Negative temperature coefficient (NTC) devices are used in temperature sensing and are the most common type of thermistor. NTCs have temperatures that vary inversely with their resistance, so that when the temperature increases, the resistance decreases, and vice versa. NTCs are constructed from oxides of materials such as nickel, copper, and iron.
Positive temperature coefficient (PTC) devices are used in electric current control. They function in an opposite manner than NTC in that the resistance increases as temperature increases. PTCs are constructed from thermally sensitive silicons or polycrystalline ceramic materials.
Advantages include their small size and high degree of stability. NTCs are also long lasting and very accurate. Disadvantages include their non-linearity, and unsuitability for use in extreme temperatures.
Important specifications for digital thermometers include display options, user interface, outputs and operating environment.
Display options include:
- Fahrenheit display, display range, and scale divisions
- Celsius or Centigrade display, display range, and scale divisions
- Both Fahrenheit and Celsius displays
- Max/min readings
Display range is the minimum and maximum values of temperature that can be displayed. Scale division is the smallest division of degrees that can be displayed. It is sometimes referred to as resolution in digital instruments.
User interface options include:
- Analog or digital front panel interface
- Computer interface
- Serial or parallel interfaces
- Application software
Output options influence the user / device interaction.
- Analog voltage represents temperature sensed as voltage, for example 0-10 VDC.
- Analog current represents temperature sensed as current, for example 4-20 mA.
- Frequency or modulated frequency is a signal representing the sensed temperature.
- Switch or alarm signals are designed to alert the user when a reading is finished, or when a temperature value has been reached.
Operating temperature is the temperature range in which the device will be used.
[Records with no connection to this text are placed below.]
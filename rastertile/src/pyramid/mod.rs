//! Tile pyramid construction.
//!
//! A layer's raster is reprojected to Web Mercator and cut into the TMS
//! grid: every covered `(zoom, x, y)` gets one tile-sized raster aligned to
//! the tile's canonical footprint. The deepest zoom follows the source pixel
//! size according to the [`ZoomPolicy`].

mod builder;
mod config;

pub use builder::{BuildPlan, BuildReport, ProgressCallback, PyramidBuilder, TileFailure};
pub use config::{FailurePolicy, PyramidConfig, ZoomPolicy};

use thiserror::Error;

use crate::coord::{CoordError, TileCoord};
use crate::index::IndexError;
use crate::raster::RasterError;
use crate::workers::WorkerPoolError;

/// Errors that abort a build.
#[derive(Debug, Error)]
pub enum BuildError {
    #[error("Raster has no pixels to tile")]
    EmptyRaster,

    #[error("Tile {coord} failed: {reason}")]
    TileFailed { coord: TileCoord, reason: String },

    #[error("Build was cancelled before every tile was staged")]
    Cancelled,

    #[error("Invalid pyramid settings: {0}")]
    Coord(#[from] CoordError),

    #[error(transparent)]
    Raster(#[from] RasterError),

    #[error(transparent)]
    Index(#[from] IndexError),

    #[error(transparent)]
    WorkerPool(#[from] WorkerPoolError),
}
Thermometers are offered in a variety scales which can be used in a wide range of temperatures.
Portability is an important specification to consider if the thermometer will be carried on a person or if will remain stationary (i.e. home weather station)
Explosion proof construction. An explosion proof thermometer is a device that can withstand an explosion of gases within it and prevent the explosion of gases surrounding it due to sparks, flashes, or the explosion of the container itself, and maintain an external temperature, which will not ignite the surrounding gases.
Splash proof or watertight device. Watertight thermometers are rated for washdown or wet environment applications
Sanitization is an important specification if the thermometer is going to be used in a clinical setting or in the food and beverage industry.
Weather exposure could affect the life span of the thermometer. Thermometers used for meteoroidal or in outdoor settings should be sealed against water and humidity as well as study enough to face high winds, snow and direct sunlight.
In terms of specialty features, products may include or offer:
- Datalogger or data collection capabilities
- Recording of minimum and maximum values
- Internal timers and counters
- Ability to perform math or statistical functions
- Self-test or diagnostic capabilities
Common applications for digital thermometers include:
Medicine — Digital thermometers are often used in clinical settings on patients.
HVAC thermometers — rated for HVAC applications such as duct or flume monitoring.
Sanitary applications — Sanitary thermometers are rated for sanitary use such as food or pharmaceutical applications.
Home use — includes digital thermometers used for home health care, cooking, and monitoring temperature on home appliances such as the refrigerator or swimming pool.
Laboratory — includes monitoring experiments and chemical reactions as well as maintaining an optimal laboratory environment.
Food Service — uses thermometers in identifying completeness of cooking, and sanitation of ingredients.
Meteorological thermometers — give air, atmosphere and water temperature readings.